Purpose: To develop effective visual AI recognition models for epileptic spasm (ES), and to promote the professionalism and convenience of ES detection.
Method: We collected about 330 hours of infant motion videos with epileptic spasm in Children's Hospital, Zhejiang University School of Medicine from November 2022 to October 2024. A video-centered AI model was constructed, with a pre-trained Vision Transformer (ViT) via Contrastive Language-Image Pre-training (CLIP), serving as the core to extract spatial features. Additionally, a temporal convolution module was integrated to extract temporal information and a multi-layer perceptron was used to perform a normal-abnormal binary classification task. Focal loss was applied to mitigate class imbalance, prioritizing the learning of hard-to-classify samples. The model was trained for 100 epochs with 5-times random dataset splitting, in which the dataset was partitioned by individual infants to ensure disjoint training and test sets. Model performance was validated using metrics (including Precision, Recall, F-score, Accuracy, AUROC) based on test set results.
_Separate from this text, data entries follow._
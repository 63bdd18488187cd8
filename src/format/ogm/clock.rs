use crate::config::TimestampRule;

/// Derives the presentation timestamp (microseconds) of each page a stream
/// produces from the page's granule position.
///
/// The timestamp only orders pages across streams; it is never written.
#[derive(Debug, Clone)]
pub struct StampClock {
    rate: f64,
    previous: bool,
    constant: bool,
    old_granulepos: i64,
}

impl StampClock {
    /// A clock for a stream with `rate` granules per second.
    pub fn new(rate: f64, rule: TimestampRule, text: bool) -> Self {
        Self {
            rate,
            previous: rule.uses_previous(text),
            constant: false,
            old_granulepos: 0,
        }
    }

    /// A clock that stamps every page with zero, used for index streams.
    pub fn constant() -> Self {
        Self {
            rate: 1.0,
            previous: false,
            constant: true,
            old_granulepos: 0,
        }
    }

    pub fn set_rate(&mut self, rate: f64) {
        self.rate = rate;
    }

    pub fn rate(&self) -> f64 {
        self.rate
    }

    /// Stamps a page. Pages that end no packet (granule -1) reuse the last
    /// known granule and leave it unchanged.
    pub fn stamp(&mut self, granulepos: i64) -> i64 {
        if self.constant || self.rate <= 0.0 {
            return 0;
        }
        let granule = if granulepos == -1 || self.previous {
            self.old_granulepos
        } else {
            granulepos
        };
        if granulepos != -1 {
            self.old_granulepos = granulepos;
        }
        (granule as f64 * 1_000_000.0 / self.rate) as i64
    }

    pub fn reset(&mut self) {
        self.old_granulepos = 0;
    }
}

#[cfg(test)]
mod tests {
    use super::*;
    use pretty_assertions::assert_eq;

    #[test]
    fn test_previous_rule_for_audio() {
        let mut clock = StampClock::new(1000.0, TimestampRule::PreviousExceptText, false);
        assert_eq!(clock.stamp(500), 0);
        assert_eq!(clock.stamp(1500), 500_000);
        assert_eq!(clock.stamp(-1), 1_500_000);
        assert_eq!(clock.stamp(2000), 1_500_000);
    }

    #[test]
    fn test_text_uses_own_granule() {
        let mut clock = StampClock::new(1000.0, TimestampRule::PreviousExceptText, true);
        assert_eq!(clock.stamp(500), 500_000);
        assert_eq!(clock.stamp(1500), 1_500_000);
    }

    #[test]
    fn test_alternative_rules() {
        let mut text = StampClock::new(1000.0, TimestampRule::AlwaysPrevious, true);
        assert_eq!(text.stamp(500), 0);
        assert_eq!(text.stamp(700), 500_000);

        let mut video = StampClock::new(25.0, TimestampRule::AlwaysOwn, false);
        assert_eq!(video.stamp(25), 1_000_000);
        assert_eq!(video.stamp(-1), 1_000_000);
    }

    #[test]
    fn test_constant_clock() {
        let mut clock = StampClock::constant();
        assert_eq!(clock.stamp(123_456), 0);
    }
}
Results: The median age of ES onset was 0.4 (0.3, 0.7) years. All patients exhibited isolated or clustered epileptic spasms. By employing a CLIP-based classifier, the system reached a recall rate of 1.00 ± 0.00, a precision of 0.78 ± 0.01, an F-score of 0.87 ± 0.01, an accuracy of 0.98 ± 0.01, and an AUROC of 0.99 ± 0.01 in detecting epileptic spasm - outperforming previously reported methods. Case studies involving four infants' motion videos showed a high degree of consistency between the model's predictions and expert annotations. The model effectively distinguished ES episodes from normal patterns, even in videos with multiple intermittent ES segments.
Conclusion: We developed an automatic motion recognition model that holds significant potential in early automated detection of ES.